I'd say the implementation is relatively straight-forward for anyone
familiar with how BPF works; figuring out how it's *supposed* to work is
the hard bit ;)

>> The only potential operational issue with using it on multiple wg
>> interfaces is if they share IP space; because in that case you might
>> have packets from different tunnels ending up with identical hashes,
>> confusing the egress side. Fixing this would require the outer BPF
>> program to know about wg endpoint addresses and map the packets back to
>> their inner ifindexes using that. But as long as the wireguard tunnels
>> are using different IP subnets (or mostly forwarding traffic without the
>> inner addresses as sources or destinations), the hash collision
>> probability should not be bigger than just traffic on a single tunnel, I
>> suppose.
>> 
>> One particular thing to watch out for here is IPv6 link-local traffic;
>> sine wg doesn't generate link-local addresses automatically, they are
>> commonly configured with (the same) static address (like fe80::1 or
>> fe80::2), which would make link-local traffic identical across wg
>> interfaces. But this is only used for particular setups (I use it for
>> running Babel over wg, for instance), just make sure it won't be an
>> issue for your deployment scenario :)
>
> All this is good to know, but from what I can see now shouldn't be
> a problem in our deployment -- it's multiple wireguard links which are
> (using fwmark and ip rules) routed over several uplinks. We then use
> mwan3 to balance most of the gateway traffic accross the available
> wireguard interfaces, using MASQ/SNAT on each tunnel which has a
> unique transfer network assigned, and no IPv6 at all.
> Hence it should be ok to go under the restrictions you described.

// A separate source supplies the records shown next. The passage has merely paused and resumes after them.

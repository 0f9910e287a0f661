//! Incremental behaviour of the configure, compile and header steps.

use jsforge_lib::execute::StepId;
use serial_test::serial;

use super::common::{TestProject, build_calls, configure_calls, write_file};

#[tokio::test]
#[serial]
async fn first_run_configures_compiles_and_stages() {
  let project = TestProject::new().with_local_source();
  let result = project.run().await;

  assert!(result.is_success(), "pipeline failed: {:?}", result.failed);
  let calls = project.calls();
  assert_eq!(configure_calls(&calls).len(), 1);
  assert_eq!(build_calls(&calls).len(), 1);

  let config = project.config();
  assert!(config.layout.artifact_path.exists());
  assert!(config.layout.headers_dir.join("hermes/hermes.h").exists());
  assert!(config.layout.headers_dir.join("hermes/Public/GCConfig.h").exists());
  assert!(!config.layout.headers_dir.join("jsi").exists());

  assert!(config.layout.configure_log.exists());
  assert!(config.layout.compile_log.exists());
  assert!(config.layout.compile_error_log.exists());
}

#[tokio::test]
#[serial]
async fn rerun_without_changes_spawns_nothing() {
  let project = TestProject::new().with_local_source();
  project.run().await;
  project.clear_calls();

  let result = project.run().await;

  assert!(result.is_success());
  assert!(project.calls().is_empty(), "unexpected calls: {:?}", project.calls());
  assert!(result.succeeded.is_empty());
  for step in [StepId::Configure, StepId::Compile, StepId::StageHeaders] {
    assert!(result.up_to_date.contains(&step), "{} should be up to date", step);
  }
}

#[tokio::test]
#[serial]
async fn override_dir_skips_fetching_and_configures_in_place() {
  let project = TestProject::new().with_local_source();
  let result = project.run().await;

  assert!(result.outcome_of(StepId::Download).is_none());
  assert!(result.outcome_of(StepId::Unpack).is_none());
  assert!(result.skipped.is_empty());

  let source = dunce::canonicalize(project.override_dir.as_ref().unwrap()).unwrap();
  let calls = project.calls();
  let configure = configure_calls(&calls);
  assert!(
    configure[0].starts_with(&format!("{} ", source.display())),
    "configure ran in the wrong directory: {}",
    configure[0]
  );
}

#[tokio::test]
#[serial]
async fn changed_fingerprint_recompiles_existing_artifact() {
  let project = TestProject::new().with_local_source();
  project.run().await;
  project.clear_calls();

  let config = project.config();
  assert!(config.layout.artifact_path.exists());
  write_file(&config.layout.engine_build_dir.join("Makefile"), "all: hermesc hermes");

  let result = project.run().await;

  assert!(result.is_success());
  let calls = project.calls();
  assert!(configure_calls(&calls).is_empty());
  assert_eq!(build_calls(&calls).len(), 1);
  assert!(result.up_to_date.contains(&StepId::Configure));
}

#[tokio::test]
#[serial]
async fn unmatched_build_files_do_not_recompile() {
  let project = TestProject::new().with_local_source();
  project.run().await;
  project.clear_calls();

  let config = project.config();
  write_file(&config.layout.engine_build_dir.join("CMakeCache.txt"), "CACHE=changed");

  project.run().await;
  assert!(project.calls().is_empty());
}

#[tokio::test]
#[serial]
async fn missing_artifact_recompiles() {
  let project = TestProject::new().with_local_source();
  project.run().await;
  project.clear_calls();

  std::fs::remove_file(project.config().layout.artifact_path).unwrap();
  let result = project.run().await;

  assert!(result.is_success());
  assert_eq!(build_calls(&project.calls()).len(), 1);
  assert!(project.config().layout.artifact_path.exists());
}

#[tokio::test]
#[serial]
async fn source_change_reconfigures() {
  let project = TestProject::new().with_local_source();
  project.run().await;
  project.clear_calls();

  write_file(
    &project.override_dir.as_ref().unwrap().join("CMakeLists.txt"),
    "project(hermes VERSION 2)",
  );
  project.run().await;

  let calls = project.calls();
  assert_eq!(configure_calls(&calls).len(), 1);
  // Regenerated build files are identical, so the build is still current.
  assert!(build_calls(&calls).is_empty());
}

#[tokio::test]
#[serial]
async fn header_change_restages_only_headers() {
  let project = TestProject::new().with_local_source();
  project.run().await;
  project.clear_calls();

  let source = project.override_dir.clone().unwrap();
  write_file(&source.join("public/hermes/Public/CrashManager.h"), "// new header");
  let result = project.run().await;

  assert!(result.succeeded.iter().any(|(step, _)| *step == StepId::StageHeaders));
  assert!(
    project
      .config()
      .layout
      .headers_dir
      .join("hermes/Public/CrashManager.h")
      .exists()
  );
  // The header lives in the source tree, which configure hashes.
  assert_eq!(configure_calls(&project.calls()).len(), 1);
}

#[tokio::test]
#[serial]
async fn target_step_runs_only_its_dependencies() {
  let project = TestProject::new().with_local_source();
  let result = project.run_target(Some(StepId::Configure)).await;

  assert!(result.is_success());
  assert_eq!(result.total(), 2);
  let calls = project.calls();
  assert_eq!(configure_calls(&calls).len(), 1);
  assert!(build_calls(&calls).is_empty());
  assert!(!project.config().layout.artifact_path.exists());
}

#[tokio::test]
#[serial]
async fn failing_configure_blocks_everything_after_it() {
  let project = TestProject::new().with_local_source();
  let config = project.config();
  write_file(&config.layout.cmake_binary, "#!/bin/sh\necho 'CMake Error' \nexit 1\n");

  let result = project.run().await;

  assert!(!result.is_success());
  let (step, failure) = &result.failed[0];
  assert_eq!(*step, StepId::Configure);
  assert_eq!(failure.log_path.as_deref(), Some(config.layout.configure_log.as_path()));
  let skipped: Vec<_> = result.skipped.iter().map(|(s, _)| *s).collect();
  assert_eq!(skipped, vec![StepId::Compile, StepId::StageHeaders, StepId::PreBuild]);
}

Alright, so the wireguard-to-physical interfaces is always many-to-one?
I.e., each wireguard interface is always routed out the same physical
interface, but there may be multiple wg interfaces sharing the same
uplink?

I'm asking because in that case it does make sense to keep separate
instances of the whole setup per physical interface to limit hash
collisions; otherwise, the lookup table could also be made global and
shared between all physical interfaces, so you'd avoid having to specify
the relationship explicitly...

>> >  * Once a wireguard interface goes down, one cannot unload the
>> >    remaining program on the upstream interface, as
>> >    preserve-dscp wg0 eth0 --unload
>> >    would fail in case of 'wg0' having gone missing.
>> >    What do you suggest to do in this case?
>> 
>> Just fixing the userspace utility to deal with this case properly as
>> well is probably the easiest. How are you thinking you'd deploy this?
>> Via ifup hooks on openwrt, or something different?
>
> Yes, I use ifup hooks configured in an init script for procd and have
> it tied to the wireguard config sections in /etc/config/network:
>
> https://git.openwrt.org/?p=openwrt/staging/dangole.git;a=blob;f=package/network/utils/bpf-examples/files/wireguard-preserve-dscp.init;h=f1e5e25e663308e057285e2bd8e3bcb9560bdd54;hb=5923a78d74be3f05e734b0be0a832a87be8d369b#l56
>
> Passing multiple inner interfaces to one call to the to-be-modified
> preserve-dscp tool could be achieved by some shell magic dealing with
> the configuration...

Not necessary: it's perfectly fine to attach them one at a time.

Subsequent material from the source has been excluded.